Esa es, en resumen, la trama de la insidiosa novela Carousel Court (2016, Simon & Shuster), de Joe McGinniss Jr. Una historia que tiene como telón de fondo los ecos de la recesión económica ocurrida hace algunos años en Estados Unidos, producto de los préstamos engañosos que causaron la crisis inmobiliaria a principios del nuevo siglo, mismos que emplearon los Maguire para obtener una lujosa residencia. McGinniss toma dichos ecos y los convierte en una alegoría sobre cómo en una vida conyugal de oropel, mocha latte, nanas de veinticuatro horas, tarjetas de crédito adicionales, todo a meses sin intereses y recetas médicas obtenidas tras mostrar u ofrecer un poco de piel y carne; el rencor siempre pesa más que cualquier puta crisis económica nacional, o que la mismísima dependencia a un medicamento controlado, o que la posibilidad de quedarse sin trabajo, o que la seguridad de tener que abandonar planes futuros, o que la certidumbre de quedarse en la calle pues esa casa que tanto ha drenado cuentas, ánimos y sueños ahora se hunde mansamente en agua fétida, lodo e intereses atrasados.

Conocemos a los Maguire cuando ya todo se ha perdido. Sin intimidad desde hace años, sin ganas de estar en el mismo cuarto pues saben que cualquiera se prenderían del cuello del otro hasta que mane la sangre, fingiendo a todos los demás que siguen siendo una pareja modelo, lo que les resta ya no es pelearse, sino destruirse y vivir no para contarlo solamente sino para orinarle la tumba al otro.

Pasivamente quizá, pero de forma constante, ambos van avanzando esa encarnizada guerra entre cuatro paredes, con sus votos mutuos convertidos en cenizas hace años y toallas de él y ella pudriéndose en el fondo de una alberca llena de lama y con charcos de orín.

Por eso y más, Carousel Court puede leerse fácilmente como un thriller en el que la única pregunta que tiene sentido es en cuál de sus 97 capítulos de corto aliento y filosa prosa nos tocará atestiguar un asesinato.

Por sus páginas hay muchos cuchillos, herramientas punzantes, productos flamables, bufandas, tijeras, cadenas, medicamentos controlados y hasta agua anegada. Chéjov tendría que revalorar su tesis narrativa si leyera esta novela.
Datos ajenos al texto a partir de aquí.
//! Streaming with halfway bounce-back.
//!
//! Pull scheme: site `x` gathers `f_q` from `x - c_q`. When that link is
//! blocked the population reflected at the wall is taken instead,
//! `f_q(x) = f*_opp(q)(x)`. Solid sites carry no fluid.
//!
//! Each reflected population hands `2 f c` of momentum to the solid it hit.
//! Those transfers are summed per shape into a [`StreamReport`].

use glam::DVec3;
use rayon::prelude::*;

use crate::boundary::{BoundaryLink, BoundaryMask};
use crate::constants::{velocity, OPPOSITE, Q, VELOCITIES};
use crate::lattice::Lattice;

/// Forces exerted by the fluid on static boundaries during one stream, MD units.
#[derive(Clone, Debug, Default, PartialEq)]
pub struct StreamReport {
    /// Total force on all boundaries, domain edges included.
    pub boundary_force: DVec3,
    /// Force per shape, indexed like the shape list of the mask.
    pub shape_forces: Vec<DVec3>,
    /// Force on the walls closing non-periodic axes.
    pub edge_force: DVec3,
}

impl StreamReport {
    /// Sum the momentum handed over at every blocked link.
    ///
    /// `bounced` returns the post-collision population leaving through a link.
    pub fn from_links<F>(
        links: &[BoundaryLink],
        shape_count: usize,
        lattice: &Lattice,
        mut bounced: F,
    ) -> Self
    where
        F: FnMut(&BoundaryLink) -> f64,
    {
        let mut shape_momentum = vec![DVec3::ZERO; shape_count];
        let mut edge_momentum = DVec3::ZERO;
        for link in links {
            let m = 2.0 * bounced(link) * DVec3::from_array(velocity(link.dir));
            match link.shape {
                Some(s) => shape_momentum[s] += m,
                None => edge_momentum += m,
            }
        }

        // Momentum per lattice step -> force
        let to_force = |m: DVec3| lattice.momentum_to_md(m) / lattice.tau();
        let shape_forces: Vec<DVec3> = shape_momentum.into_iter().map(to_force).collect();
        let edge_force = to_force(edge_momentum);
        let boundary_force = shape_forces.iter().copied().sum::<DVec3>() + edge_force;

        Self {
            boundary_force,
            shape_forces,
            edge_force,
        }
    }
}

/// Propagate all populations one lattice step.
pub fn stream(lattice: &mut Lattice, mask: &BoundaryMask) -> StreamReport {
    let dims = lattice.dims();
    let periodic = lattice.periodic();
    let (src, dst) = lattice.stream_buffers();

    dst.par_chunks_mut(Q).enumerate().for_each(|(idx, out)| {
        if mask.is_solid(idx) {
            out.fill(0.0);
            return;
        }
        let links = mask.links(idx);
        out[0] = src[idx * Q];
        for q in 1..Q {
            let back = OPPOSITE[q];
            out[q] = if links.contains(back) {
                src[idx * Q + back]
            } else {
                match upstream(dims, periodic, idx, q) {
                    Some(from) => src[from * Q + q],
                    // Unreachable for a mask built on this lattice
                    None => src[idx * Q + back],
                }
            };
        }
    });

    let report = StreamReport::from_links(
        mask.boundary_links(),
        mask.shape_count(),
        lattice,
        |link| lattice.populations()[link.site * Q + link.dir],
    );
    lattice.swap_buffers();
    report
}

/// Site at `x - c_q`, with periodic wrap.
#[inline]
fn upstream(dims: [usize; 3], periodic: [bool; 3], idx: usize, q: usize) -> Option<usize> {
    let [w, h, _] = dims;
    let coords = [idx % w, (idx / w) % h, idx / (w * h)];
    let c = VELOCITIES[q];
    let mut out = [0usize; 3];
    for axis in 0..3 {
        let n = dims[axis] as i64;
        let p = coords[axis] as i64 - c[axis] as i64;
        out[axis] = if (0..n).contains(&p) {
            p as usize
        } else if periodic[axis] {
            p.rem_euclid(n) as usize
        } else {
            return None;
        };
    }
    Some(out[2] * w * h + out[1] * w + out[0])
}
Y, obvio, también impone el saber quién será la víctima y quién el victimario. Porque con los Maguire cualquier cosa puede pasar. Desde la venganza de ese amante celoso por los mensajes nocturnos que envía Nick a una jovencita que comenzó a cortejarlo, hasta una sobredosis de Phoebe en una de sus esperas por ese sugar daddy que no ceja de malograrla verbalmente.

O, bueno, mejor dicho: cualquier cosa va a pasar.
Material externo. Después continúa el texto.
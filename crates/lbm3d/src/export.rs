//! Snapshot exporters for external visualisation.
//!
//! All writers emit one value per site in flat index order (x fastest).
//! Boundary values are the [`SiteClass::code`](crate::boundary::SiteClass::code)
//! of each site.

use std::fs::File;
use std::io::{self, BufWriter, Write};
use std::path::Path;

use crate::boundary::BoundaryMask;
use crate::lattice::Lattice;

fn vtk_header<W: Write>(out: &mut W, title: &str, lattice: &Lattice) -> io::Result<()> {
    let [nx, ny, nz] = lattice.dims();
    let a = lattice.agrid();
    writeln!(out, "# vtk DataFile Version 2.0")?;
    writeln!(out, "{}", title)?;
    writeln!(out, "ASCII")?;
    writeln!(out, "DATASET STRUCTURED_POINTS")?;
    writeln!(out, "DIMENSIONS {} {} {}", nx, ny, nz)?;
    writeln!(out, "ORIGIN {} {} {}", 0.5 * a, 0.5 * a, 0.5 * a)?;
    writeln!(out, "SPACING {} {} {}", a, a, a)?;
    writeln!(out, "POINT_DATA {}", lattice.site_count())
}

/// Legacy VTK structured-points file with the boundary classification.
pub fn write_vtk_boundary<W: Write>(
    out: &mut W,
    lattice: &Lattice,
    mask: &BoundaryMask,
) -> io::Result<()> {
    vtk_header(out, "lbboundaries", lattice)?;
    writeln!(out, "SCALARS boundary int 1")?;
    writeln!(out, "LOOKUP_TABLE default")?;
    for class in mask.classes() {
        writeln!(out, "{}", class.code())?;
    }
    Ok(())
}

/// Legacy VTK structured-points file with the fluid velocity (MD units).
pub fn write_vtk_velocity<W: Write>(out: &mut W, lattice: &Lattice) -> io::Result<()> {
    vtk_header(out, "lbfluid", lattice)?;
    writeln!(out, "VECTORS velocity float")?;
    for idx in 0..lattice.site_count() {
        let v = lattice.site_velocity(idx);
        writeln!(out, "{} {} {}", v.x as f32, v.y as f32, v.z as f32)?;
    }
    Ok(())
}

/// Plain text dump: `x y z code` per line, site-centre coordinates.
pub fn write_classification<W: Write>(
    out: &mut W,
    lattice: &Lattice,
    mask: &BoundaryMask,
) -> io::Result<()> {
    writeln!(out, "# x y z class (0 fluid, 1 solid, 2 link boundary)")?;
    for (idx, class) in mask.classes().iter().enumerate() {
        let [i, j, k] = lattice.cell_coords(idx);
        let c = lattice.cell_center(i, j, k);
        writeln!(out, "{} {} {} {}", c.x, c.y, c.z, class.code())?;
    }
    Ok(())
}

/// Write the boundary VTK file to `path`.
pub fn save_vtk_boundary(path: &Path, lattice: &Lattice, mask: &BoundaryMask) -> io::Result<()> {
    let mut out = BufWriter::new(File::create(path)?);
    write_vtk_boundary(&mut out, lattice, mask)?;
    out.flush()
}

/// Write the velocity VTK file to `path`.
pub fn save_vtk_velocity(path: &Path, lattice: &Lattice) -> io::Result<()> {
    let mut out = BufWriter::new(File::create(path)?);
    write_vtk_velocity(&mut out, lattice)?;
    out.flush()
}

/// Write the classification dump to `path`.
pub fn save_classification(path: &Path, lattice: &Lattice, mask: &BoundaryMask) -> io::Result<()> {
    let mut out = BufWriter::new(File::create(path)?);
    write_classification(&mut out, lattice, mask)?;
    out.flush()
}

#[cfg(test)]
mod tests {
    use super::*;
    use crate::config::{FluidConfig, SimulationConfig, ThermostatConfig};
    use crate::shapes::Wall;
    use glam::DVec3;

    fn setup() -> (Lattice, BoundaryMask) {
        let config = SimulationConfig::new(
            [3, 2, 2],
            FluidConfig::new(2.0, 1.0, 1.0, 1.0),
            ThermostatConfig::default(),
        );
        let lattice = Lattice::new(&config).unwrap();
        // Solid for x <= 2
        let wall = Wall::new(DVec3::X, 2.0);
        let mask = BoundaryMask::build(&lattice, &[wall.into()], Default::default()).unwrap();
        (lattice, mask)
    }

    #[test]
    fn test_vtk_boundary_layout() {
        let (lattice, mask) = setup();
        let mut buf = Vec::new();
        write_vtk_boundary(&mut buf, &lattice, &mask).unwrap();
        let text = String::from_utf8(buf).unwrap();
        let lines: Vec<&str> = text.lines().collect();
        assert_eq!(lines[4], "DIMENSIONS 3 2 2");
        assert_eq!(lines[5], "ORIGIN 1 1 1");
        assert_eq!(lines[7], "POINT_DATA 12");
        let values: Vec<&str> = lines[10..].to_vec();
        assert_eq!(values.len(), 12);
        // x = 0 column is solid, x fastest
        assert_eq!(&values[..3], &["1", "2", "2"]);
    }

    #[test]
    fn test_classification_scan_order() {
        let (lattice, mask) = setup();
        let mut buf = Vec::new();
        write_classification(&mut buf, &lattice, &mask).unwrap();
        let text = String::from_utf8(buf).unwrap();
        let rows: Vec<&str> = text.lines().skip(1).collect();
        assert_eq!(rows.len(), 12);
        assert_eq!(rows[0], "1 1 1 1");
        assert_eq!(rows[1], "3 1 1 2");
        assert_eq!(rows[3], "1 3 1 1");
    }

    #[test]
    fn test_vtk_velocity_rows() {
        let (lattice, _) = setup();
        let mut buf = Vec::new();
        write_vtk_velocity(&mut buf, &lattice).unwrap();
        let text = String::from_utf8(buf).unwrap();
        assert!(text.contains("VECTORS velocity float"));
        assert_eq!(text.lines().count(), 9 + 12);
    }
}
Por ello Carousel Court puede compararse con visionar un accidente. Nos detenemos y nos quedamos viendo pues lo grotesco atrapa nuestros sentidos. El olor de la sangre nos marea. La posible narración sobre una caída mortal nos perturba. El ver la fragilidad de nuestra existencia nos agobia.

La posibilidad de que ese que yace ahí pudiera ser alguien conocido, o incluso uno mismo, da tanto para quitarnos el sueño como para contar una historia alterna.

Una historia que quizá iniciará así:

Dream Extreme. Those words welcomed them to Serenos months ago, in June, before the heat.